Abstract Eukaryotic cells preserve proteostasis and organelle integrity through two interconnected degradation machineries: the ubiquitin-proteasome system (UPS) and autophagy. Together, these pathways constitute a coordinated quality control network that orchestrates the selective turnover of misfolded proteins and damaged organelles. Proteasome inhibitors have achieved clinical success in hematologic malignancies, but their activity is limited by intrinsic and acquired resistance, which varies substantially across cancer types. In this study, we hypothesize that autophagy inhibition can overcome resistance to proteasome inhibition. Mechanistically, proteasome inhibition induces endoplasmic reticulum (ER) stress in sensitive cancer cells but fails to elicit this response in resistant ones. Co-treatment with autophagy inhibitors restore ER stress induction and synergistically enhances cytotoxicity in the resistant cells. In multiple in vivo cancer models including pancreatic and triple-negative breast cancers, combined inhibition of autophagy and UPS synergistically inhibited tumor growth and improved survival outcomes. At the molecular level, this dual blockade activates the PERK-pEIF2α-ATF4 signaling axis effectively, leading to apoptotic cell death. Collectively, our findings identify a mechanistic basis for overcoming resistance to proteasome inhibitors and provide a rationale for future clinical evaluation of autophagy-UPS combinatorial therapy across diverse malignancies.
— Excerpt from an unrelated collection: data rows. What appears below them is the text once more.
use axum::{
    http::StatusCode,
    response::{IntoResponse, Json, Response},
};
use serde::Serialize;
use serde_json::{json, Value};

/// Wrapper for API responses that automatically adds success envelope
#[derive(Debug)]
pub struct ApiResponse<T: Serialize> {
    pub data: T,
    pub status_code: Option<StatusCode>,
}

impl<T: Serialize> ApiResponse<T> {
    /// Create a successful API response with default 200 status
    pub fn success(data: T) -> Self {
        Self {
            data,
            status_code: None,
        }
    }

    /// Create an API response with custom status code
    pub fn with_status(data: T, status_code: StatusCode) -> Self {
        Self {
            data,
            status_code: Some(status_code),
        }
    }

    /// Create a 201 Created response
    pub fn created(data: T) -> Self {
        Self::with_status(data, StatusCode::CREATED)
    }

    fn envelope(&self) -> Result<Value, serde_json::Error> {
        Ok(json!({
            "success": true,
            "data": serde_json::to_value(&self.data)?
        }))
    }
}

impl<T: Serialize> IntoResponse for ApiResponse<T> {
    fn into_response(self) -> Response {
        let status = self.status_code.unwrap_or(StatusCode::OK);

        match self.envelope() {
            Ok(envelope) => (status, Json(envelope)).into_response(),
            Err(e) => {
                tracing::error!("Failed to serialize response data: {}", e);
                (
                    StatusCode::INTERNAL_SERVER_ERROR,
                    Json(json!({
                        "error": true,
                        "message": "Failed to serialize response data",
                        "code": "INTERNAL_SERVER_ERROR"
                    })),
                )
                    .into_response()
            }
        }
    }
}

pub type ApiResult<T> = Result<ApiResponse<T>, crate::error::ApiError>;
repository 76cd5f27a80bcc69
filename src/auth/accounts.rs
use serde::Deserialize;
use thiserror::Error;
use tracing::info;

use super::{hash_password, verify_password, AuthError};
use crate::config::SuperuserConfig;
use crate::database::models::{NewUser, User};
use crate::database::{Store, StoreError};

#[derive(Debug, Error)]
pub enum AccountError {
    #[error("{0}")]
    Invalid(String),

    #[error("User already exists")]
    AlreadyExists,

    #[error("Incorrect username or password")]
    BadCredentials,

    #[error(transparent)]
    Auth(#[from] AuthError),

    #[error(transparent)]
    Store(#[from] StoreError),
}

/// Registration payload shared by self sign-up and admin creation
#[derive(Debug, Clone, Deserialize)]
pub struct Registration {
    pub username: String,
    pub email: String,
    pub password: String,
}

impl Registration {
    fn validate(&self) -> Result<(), AccountError> {
        if self.username.trim().is_empty() {
            return Err(AccountError::Invalid("Username is required".into()));
        }
        let email = self.email.trim();
        let valid_email = email
            .split_once('@')
            .map(|(local, domain)| !local.is_empty() && domain.contains('.'))
            .unwrap_or(false);
        if !valid_email {
            return Err(AccountError::Invalid(format!("Invalid email address: {}", email)));
        }
        if self.password.is_empty() {
            return Err(AccountError::Invalid("Password is required".into()));
        }
        Ok(())
    }
}

/// Create an account; agents start unverified until an admin approves them
pub async fn register(
    store: &dyn Store,
    registration: Registration,
    is_admin: bool,
    bcrypt_cost: u32,
) -> Result<User, AccountError> {
    registration.validate()?;

    let username = registration.username.trim().to_string();
    if store.find_user_by_username(&username).await?.is_some() {
        return Err(AccountError::AlreadyExists);
    }

    let password_hash = hash_password(&registration.password, bcrypt_cost)?;
    let user = store
        .create_user(NewUser {
            username,
            email: registration.email.trim().to_string(),
            password_hash,
            is_admin,
        })
        .await
        .map_err(|err| match err {
            StoreError::Conflict(_) => AccountError::AlreadyExists,
            other => other.into(),
        })?;

    info!(user_id = user.id, is_admin, "Registered user {}", user.username);
    Ok(user)
}

/// Check a username/password pair against the stored hash
pub async fn authenticate(
    store: &dyn Store,
    username: &str,
    password: &str,
) -> Result<User, AccountError> {
    let user = store
        .find_user_by_username(username.trim())
        .await?
        .ok_or(AccountError::BadCredentials)?;

    if verify_password(password, &user.password_hash) {
        Ok(user)
    } else {
        Err(AccountError::BadCredentials)
    }
}

/// Create the configured admin account unless the username is already taken.
/// Returns the new user, or `None` when nothing was created.
pub async fn ensure_superuser(
    store: &dyn Store,
    superuser: &SuperuserConfig,
    bcrypt_cost: u32,
) -> Result<Option<User>, AccountError> {
    if store.find_user_by_username(&superuser.username).await?.is_some() {
        info!("Superuser {} already exists", superuser.username);
        return Ok(None);
    }

    let registration = Registration {
        username: superuser.username.clone(),
        email: superuser.email.clone(),
        password: superuser.password.clone(),
    };
    match register(store, registration, true, bcrypt_cost).await {
        Ok(user) => Ok(Some(user)),
        // Another process bootstrapped it first
        Err(AccountError::AlreadyExists) => Ok(None),
        Err(err) => Err(err),
    }
}
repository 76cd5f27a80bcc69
pub mod manager;
pub mod memory;
pub mod models;
pub mod postgres;
pub mod store;

pub use manager::{DatabaseError, DatabaseManager};
pub use memory::MemoryStore;
pub use postgres::PgStore;
pub use store::{Store, StoreError, StoreResult};
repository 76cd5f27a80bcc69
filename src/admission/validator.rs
use tracing::debug;

use super::AdmissionError;
use crate::config::AdmissionConfig;
use crate::database::models::{
    AgentApplication, AgentApplicationFilter, AgentApplicationPatch, Country, Course, CoursePatch,
    NewAgentApplication, NewStudentApplication, StudentApplication, StudentApplicationPatch,
    University, UniversityPatch,
};
use crate::database::Store;

/// Catalog reads, optionally seeing one university or course as it will be
/// after a pending edit.
#[derive(Clone, Copy)]
struct CatalogView<'a> {
    store: &'a dyn Store,
    university: Option<&'a University>,
    course: Option<&'a Course>,
}

impl<'a> CatalogView<'a> {
    fn new(store: &'a dyn Store) -> Self {
        Self {
            store,
            university: None,
            course: None,
        }
    }

    async fn university(&self, id: i32) -> Result<Option<University>, AdmissionError> {
        match self.university {
            Some(pending) if pending.id == id => Ok(Some(pending.clone())),
            _ => Ok(self.store.get_university(id).await?),
        }
    }

    async fn course(&self, id: i32) -> Result<Option<Course>, AdmissionError> {
        match self.course {
            Some(pending) if pending.id == id => Ok(Some(pending.clone())),
            _ => Ok(self.store.get_course(id).await?),
        }
    }

    async fn courses_named(&self, name: &str) -> Result<Vec<Course>, AdmissionError> {
        let mut courses = self.store.find_courses_by_name(name).await?;
        if let Some(pending) = self.course {
            courses.retain(|c| c.id != pending.id);
            if same_name(&pending.name, name) {
                courses.push(pending.clone());
            }
        }
        Ok(courses)
    }
}

fn same_name(a: &str, b: &str) -> bool {
    a.trim().to_lowercase() == b.trim().to_lowercase()
}

/// The catalog references an agent application carries
#[derive(Debug, Clone, Copy, Default, PartialEq, Eq)]
pub struct Selection {
    pub universities: [Option<i32>; 3],
    pub course_id: Option<i32>,
    pub country_id: Option<i32>,
}

impl Selection {
    /// Number of filled university slots
    pub fn count(&self) -> usize {
        self.universities.iter().flatten().count()
    }

    /// The patch laid over the stored row; omitted fields keep stored values
    pub fn merged(current: &AgentApplication, patch: &AgentApplicationPatch) -> Self {
        Self {
            universities: patch.merged_slots(current),
            course_id: patch.course_id.or(current.course_id),
            country_id: patch.country_id.or(current.country_id),
        }
    }
}
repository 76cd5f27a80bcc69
use serde::{Deserialize, Serialize};
use sqlx::FromRow;

/// Fee and commission figures for one agent application (1:1, created lazily)
#[derive(Debug, Clone, PartialEq, Eq, Serialize, Deserialize, FromRow)]
pub struct Commission {
    pub id: i32,
    pub application_id: i32,
    pub student_fee: i32,
    pub commission: i32,
    pub commission_rate: i32,
}

#[derive(Debug, Clone, Default, Deserialize)]
pub struct CommissionPatch {
    pub student_fee: Option<i32>,
    pub commission: Option<i32>,
    pub commission_rate: Option<i32>,
}

impl CommissionPatch {
    pub fn apply(&self, commission: &mut Commission) {
        if let Some(v) = self.student_fee {
            commission.student_fee = v;
        }
        if let Some(v) = self.commission {
            commission.commission = v;
        }
        if let Some(v) = self.commission_rate {
            commission.commission_rate = v;
        }
    }
}
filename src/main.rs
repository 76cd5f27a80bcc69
use clap::Parser;
use tracing_subscriber::EnvFilter;

use abroad_admission_api::cli::{self, Cli};

#[tokio::main]
async fn main() -> anyhow::Result<()> {
    // Load .env if present so DATABASE_URL, SECRET_KEY, etc. are picked up
    let _ = dotenvy::dotenv();

    tracing_subscriber::fmt()
        .with_env_filter(EnvFilter::try_from_default_env().unwrap_or_else(|_| EnvFilter::new("info")))
        .init();

    let cli = Cli::parse();

    if let Err(e) = cli::run(cli).await {
        match std::env::var("CLI_VERBOSE").as_deref() {
            Ok("true") | Ok("1") => eprintln!("Error: {e:?}"),
            _ => eprintln!("Error: {e}"),
        }
        std::process::exit(1);
    }

    Ok(())
}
Citation Format: Jing Li, Yi Bao, Ava Cardenas, Ariba Saoda, Fengyu Su, Yuanyuan Qiao, Xuhong Cao, Arul M. Chinnaiyan. Targeting autophagy sensitizes cancer cells to proteasome inhibitors abstract. In: Proceedings of the American Association for Cancer Research Annual Meeting 2026; Part 1 (Regular Abstracts); 2026 Apr 17-22; San Diego, CA. Philadelphia (PA): AACR; Cancer Res 2026;86(7 Suppl):Abstract nr 1272.